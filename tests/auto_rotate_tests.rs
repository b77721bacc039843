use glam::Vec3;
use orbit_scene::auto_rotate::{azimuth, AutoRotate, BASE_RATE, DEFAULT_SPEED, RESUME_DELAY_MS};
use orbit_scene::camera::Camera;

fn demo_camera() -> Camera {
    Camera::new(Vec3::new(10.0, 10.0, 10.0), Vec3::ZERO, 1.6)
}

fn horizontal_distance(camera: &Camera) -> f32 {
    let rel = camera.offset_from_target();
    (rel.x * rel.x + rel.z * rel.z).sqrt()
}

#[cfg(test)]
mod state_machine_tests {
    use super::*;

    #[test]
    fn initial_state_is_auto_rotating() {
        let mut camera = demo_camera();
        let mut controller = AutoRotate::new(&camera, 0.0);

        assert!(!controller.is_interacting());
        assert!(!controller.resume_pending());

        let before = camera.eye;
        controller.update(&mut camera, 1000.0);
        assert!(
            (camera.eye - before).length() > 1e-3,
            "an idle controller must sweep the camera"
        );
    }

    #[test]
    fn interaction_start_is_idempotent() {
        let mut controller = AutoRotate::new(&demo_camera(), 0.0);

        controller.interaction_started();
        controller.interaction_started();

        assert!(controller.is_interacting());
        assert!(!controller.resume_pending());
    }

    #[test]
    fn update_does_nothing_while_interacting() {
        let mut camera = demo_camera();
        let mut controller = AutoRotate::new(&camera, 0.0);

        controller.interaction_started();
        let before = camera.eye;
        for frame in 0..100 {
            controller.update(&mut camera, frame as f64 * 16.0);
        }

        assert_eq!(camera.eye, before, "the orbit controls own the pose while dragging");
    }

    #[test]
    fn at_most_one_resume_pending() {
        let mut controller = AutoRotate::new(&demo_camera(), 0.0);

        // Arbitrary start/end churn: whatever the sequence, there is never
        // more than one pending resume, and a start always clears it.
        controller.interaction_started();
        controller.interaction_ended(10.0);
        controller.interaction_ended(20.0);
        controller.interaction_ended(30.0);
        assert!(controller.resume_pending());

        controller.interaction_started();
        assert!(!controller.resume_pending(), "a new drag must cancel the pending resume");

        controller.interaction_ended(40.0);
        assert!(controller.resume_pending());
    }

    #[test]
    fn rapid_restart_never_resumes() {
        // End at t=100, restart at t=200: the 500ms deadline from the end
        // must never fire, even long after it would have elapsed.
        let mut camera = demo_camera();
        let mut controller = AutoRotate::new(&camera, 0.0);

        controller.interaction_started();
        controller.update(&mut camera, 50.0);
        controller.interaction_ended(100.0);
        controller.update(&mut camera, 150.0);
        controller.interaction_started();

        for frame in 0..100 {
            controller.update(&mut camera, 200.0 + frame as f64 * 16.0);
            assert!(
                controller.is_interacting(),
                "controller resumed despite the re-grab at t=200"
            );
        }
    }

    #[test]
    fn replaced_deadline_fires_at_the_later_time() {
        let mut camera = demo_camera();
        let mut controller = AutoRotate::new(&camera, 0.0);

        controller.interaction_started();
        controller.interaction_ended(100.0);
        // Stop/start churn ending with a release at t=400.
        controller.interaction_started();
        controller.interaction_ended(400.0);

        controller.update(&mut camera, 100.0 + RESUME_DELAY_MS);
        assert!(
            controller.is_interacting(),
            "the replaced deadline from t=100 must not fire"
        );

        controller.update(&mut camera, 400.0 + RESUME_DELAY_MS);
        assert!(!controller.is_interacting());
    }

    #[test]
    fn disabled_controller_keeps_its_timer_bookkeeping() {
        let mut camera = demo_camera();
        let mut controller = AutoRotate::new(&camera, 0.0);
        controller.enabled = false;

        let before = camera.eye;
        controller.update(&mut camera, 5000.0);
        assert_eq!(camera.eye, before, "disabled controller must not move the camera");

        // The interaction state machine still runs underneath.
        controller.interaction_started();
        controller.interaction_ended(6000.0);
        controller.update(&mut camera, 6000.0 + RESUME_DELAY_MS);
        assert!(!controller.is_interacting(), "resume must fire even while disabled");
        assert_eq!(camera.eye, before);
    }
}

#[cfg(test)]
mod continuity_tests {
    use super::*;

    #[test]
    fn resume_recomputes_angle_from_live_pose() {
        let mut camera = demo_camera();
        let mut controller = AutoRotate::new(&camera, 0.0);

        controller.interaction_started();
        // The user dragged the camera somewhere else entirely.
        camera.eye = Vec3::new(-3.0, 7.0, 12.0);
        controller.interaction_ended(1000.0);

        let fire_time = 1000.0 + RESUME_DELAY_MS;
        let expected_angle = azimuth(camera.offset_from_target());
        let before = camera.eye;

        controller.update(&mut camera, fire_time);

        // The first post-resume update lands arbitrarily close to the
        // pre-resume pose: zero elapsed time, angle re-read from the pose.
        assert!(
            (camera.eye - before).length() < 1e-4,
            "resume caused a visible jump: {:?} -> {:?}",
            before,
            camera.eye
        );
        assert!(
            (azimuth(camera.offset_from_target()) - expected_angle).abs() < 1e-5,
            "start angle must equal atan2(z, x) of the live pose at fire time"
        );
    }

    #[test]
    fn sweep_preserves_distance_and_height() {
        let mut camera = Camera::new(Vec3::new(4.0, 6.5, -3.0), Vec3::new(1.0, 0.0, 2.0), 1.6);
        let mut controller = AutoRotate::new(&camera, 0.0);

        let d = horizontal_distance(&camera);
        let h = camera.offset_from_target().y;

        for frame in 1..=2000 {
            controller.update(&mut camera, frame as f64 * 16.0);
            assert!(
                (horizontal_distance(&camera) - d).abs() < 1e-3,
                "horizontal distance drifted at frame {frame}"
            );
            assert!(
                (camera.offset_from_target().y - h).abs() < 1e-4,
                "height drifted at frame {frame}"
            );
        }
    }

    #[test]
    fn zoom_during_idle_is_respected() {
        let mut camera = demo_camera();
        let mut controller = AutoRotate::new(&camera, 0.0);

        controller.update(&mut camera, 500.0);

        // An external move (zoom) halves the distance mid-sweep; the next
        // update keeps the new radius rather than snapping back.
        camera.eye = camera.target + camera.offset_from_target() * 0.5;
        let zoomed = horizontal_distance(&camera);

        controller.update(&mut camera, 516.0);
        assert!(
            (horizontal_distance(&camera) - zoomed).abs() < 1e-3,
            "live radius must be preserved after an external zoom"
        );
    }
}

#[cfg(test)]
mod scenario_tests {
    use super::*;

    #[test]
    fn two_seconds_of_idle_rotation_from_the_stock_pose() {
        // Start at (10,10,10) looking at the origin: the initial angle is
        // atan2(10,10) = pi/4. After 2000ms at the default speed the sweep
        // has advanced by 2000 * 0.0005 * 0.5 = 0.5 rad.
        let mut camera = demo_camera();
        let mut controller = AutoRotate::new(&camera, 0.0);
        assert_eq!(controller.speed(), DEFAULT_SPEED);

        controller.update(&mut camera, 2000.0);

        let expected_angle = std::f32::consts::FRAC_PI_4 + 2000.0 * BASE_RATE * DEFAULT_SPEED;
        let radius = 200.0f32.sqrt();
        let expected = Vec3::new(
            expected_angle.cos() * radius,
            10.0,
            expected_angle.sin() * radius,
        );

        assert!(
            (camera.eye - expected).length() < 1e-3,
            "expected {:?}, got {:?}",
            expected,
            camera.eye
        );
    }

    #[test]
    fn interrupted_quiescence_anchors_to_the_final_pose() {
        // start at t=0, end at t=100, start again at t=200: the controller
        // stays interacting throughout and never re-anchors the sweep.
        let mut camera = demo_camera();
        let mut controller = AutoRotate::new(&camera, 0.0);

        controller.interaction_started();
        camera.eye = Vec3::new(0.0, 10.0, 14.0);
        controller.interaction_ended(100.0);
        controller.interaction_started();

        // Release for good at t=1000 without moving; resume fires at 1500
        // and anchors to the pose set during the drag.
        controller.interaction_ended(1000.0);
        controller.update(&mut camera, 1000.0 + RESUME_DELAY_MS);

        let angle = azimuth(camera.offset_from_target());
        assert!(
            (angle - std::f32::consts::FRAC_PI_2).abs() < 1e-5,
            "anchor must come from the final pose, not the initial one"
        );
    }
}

--

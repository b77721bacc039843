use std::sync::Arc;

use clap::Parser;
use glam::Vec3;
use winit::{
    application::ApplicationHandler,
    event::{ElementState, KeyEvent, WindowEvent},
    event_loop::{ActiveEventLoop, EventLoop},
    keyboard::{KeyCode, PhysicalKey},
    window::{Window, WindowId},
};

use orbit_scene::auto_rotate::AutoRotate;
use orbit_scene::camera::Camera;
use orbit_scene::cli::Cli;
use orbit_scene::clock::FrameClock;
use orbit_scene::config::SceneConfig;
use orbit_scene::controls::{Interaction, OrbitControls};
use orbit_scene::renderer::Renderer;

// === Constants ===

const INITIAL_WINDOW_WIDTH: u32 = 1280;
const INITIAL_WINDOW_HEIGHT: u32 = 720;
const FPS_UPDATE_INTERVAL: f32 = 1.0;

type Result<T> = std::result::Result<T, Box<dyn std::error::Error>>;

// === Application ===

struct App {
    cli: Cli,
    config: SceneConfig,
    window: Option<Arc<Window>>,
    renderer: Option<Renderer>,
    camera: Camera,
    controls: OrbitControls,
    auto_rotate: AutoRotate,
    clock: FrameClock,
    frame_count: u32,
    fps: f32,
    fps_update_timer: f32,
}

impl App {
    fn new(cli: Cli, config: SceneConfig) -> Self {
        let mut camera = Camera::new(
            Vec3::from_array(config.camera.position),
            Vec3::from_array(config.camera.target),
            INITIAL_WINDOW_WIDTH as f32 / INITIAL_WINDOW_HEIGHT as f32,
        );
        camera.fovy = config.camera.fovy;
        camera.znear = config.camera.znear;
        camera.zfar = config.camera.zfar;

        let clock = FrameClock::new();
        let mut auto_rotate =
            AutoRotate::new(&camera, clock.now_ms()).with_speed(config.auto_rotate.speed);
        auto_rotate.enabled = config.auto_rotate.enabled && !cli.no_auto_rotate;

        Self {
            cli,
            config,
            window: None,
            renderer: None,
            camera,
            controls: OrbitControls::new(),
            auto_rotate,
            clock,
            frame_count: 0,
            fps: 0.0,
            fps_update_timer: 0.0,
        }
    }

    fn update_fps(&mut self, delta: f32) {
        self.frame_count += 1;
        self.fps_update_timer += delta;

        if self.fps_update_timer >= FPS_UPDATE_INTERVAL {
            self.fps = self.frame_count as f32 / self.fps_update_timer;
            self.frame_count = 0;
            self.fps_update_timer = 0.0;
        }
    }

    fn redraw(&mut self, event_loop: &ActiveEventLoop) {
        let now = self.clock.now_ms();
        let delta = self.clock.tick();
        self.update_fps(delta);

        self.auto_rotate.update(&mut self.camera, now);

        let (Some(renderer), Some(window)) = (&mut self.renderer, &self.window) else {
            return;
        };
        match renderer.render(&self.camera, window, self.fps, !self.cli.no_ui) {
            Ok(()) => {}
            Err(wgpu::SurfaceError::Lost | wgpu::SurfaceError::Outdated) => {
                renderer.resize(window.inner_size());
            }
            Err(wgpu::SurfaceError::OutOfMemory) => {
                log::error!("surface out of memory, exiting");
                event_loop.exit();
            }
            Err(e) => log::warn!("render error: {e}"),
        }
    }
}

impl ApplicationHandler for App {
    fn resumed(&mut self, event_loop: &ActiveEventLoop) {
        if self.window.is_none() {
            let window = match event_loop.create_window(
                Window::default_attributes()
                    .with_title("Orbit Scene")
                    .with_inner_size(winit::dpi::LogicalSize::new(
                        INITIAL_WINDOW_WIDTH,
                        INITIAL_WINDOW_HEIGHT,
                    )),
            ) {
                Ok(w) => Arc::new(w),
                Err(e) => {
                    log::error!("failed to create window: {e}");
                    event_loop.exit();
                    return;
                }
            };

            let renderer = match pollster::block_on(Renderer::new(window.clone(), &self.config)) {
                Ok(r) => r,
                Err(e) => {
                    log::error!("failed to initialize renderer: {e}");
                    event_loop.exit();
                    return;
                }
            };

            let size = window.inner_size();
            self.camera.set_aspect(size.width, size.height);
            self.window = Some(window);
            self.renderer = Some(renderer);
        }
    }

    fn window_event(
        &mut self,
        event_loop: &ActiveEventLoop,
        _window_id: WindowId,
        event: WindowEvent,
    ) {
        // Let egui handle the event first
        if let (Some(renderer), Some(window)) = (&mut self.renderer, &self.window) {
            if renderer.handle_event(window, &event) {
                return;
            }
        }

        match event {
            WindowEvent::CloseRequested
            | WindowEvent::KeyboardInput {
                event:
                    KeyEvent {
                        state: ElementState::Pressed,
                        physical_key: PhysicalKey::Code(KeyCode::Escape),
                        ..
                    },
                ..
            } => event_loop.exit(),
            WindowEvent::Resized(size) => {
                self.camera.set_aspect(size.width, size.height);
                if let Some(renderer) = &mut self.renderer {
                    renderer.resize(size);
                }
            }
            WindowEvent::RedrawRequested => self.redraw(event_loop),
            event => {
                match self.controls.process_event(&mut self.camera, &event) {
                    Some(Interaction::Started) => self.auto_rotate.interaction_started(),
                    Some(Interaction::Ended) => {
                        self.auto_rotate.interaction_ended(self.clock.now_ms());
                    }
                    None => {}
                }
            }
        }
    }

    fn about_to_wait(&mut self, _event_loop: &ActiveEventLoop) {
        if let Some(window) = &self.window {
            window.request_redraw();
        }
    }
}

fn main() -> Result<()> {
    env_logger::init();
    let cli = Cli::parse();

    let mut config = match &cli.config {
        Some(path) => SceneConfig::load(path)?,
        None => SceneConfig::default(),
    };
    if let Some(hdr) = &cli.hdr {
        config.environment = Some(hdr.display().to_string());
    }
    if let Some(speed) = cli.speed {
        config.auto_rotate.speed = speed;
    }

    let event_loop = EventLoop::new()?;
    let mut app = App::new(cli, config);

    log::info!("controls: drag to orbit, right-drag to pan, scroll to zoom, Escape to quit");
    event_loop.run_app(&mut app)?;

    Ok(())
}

## Aim of the task
Print exactly the lines of the listing above starting at the line containing "filename tests/auto_rotate_tests.rs" and ending at the line containing "fn demo_camera() ->", both included.

## Result of the task
filename tests/auto_rotate_tests.rs
repository b77721bacc039843
use glam::Vec3;
use orbit_scene::auto_rotate::{azimuth, AutoRotate, BASE_RATE, DEFAULT_SPEED, RESUME_DELAY_MS};
use orbit_scene::camera::Camera;

fn demo_camera() -> Camera {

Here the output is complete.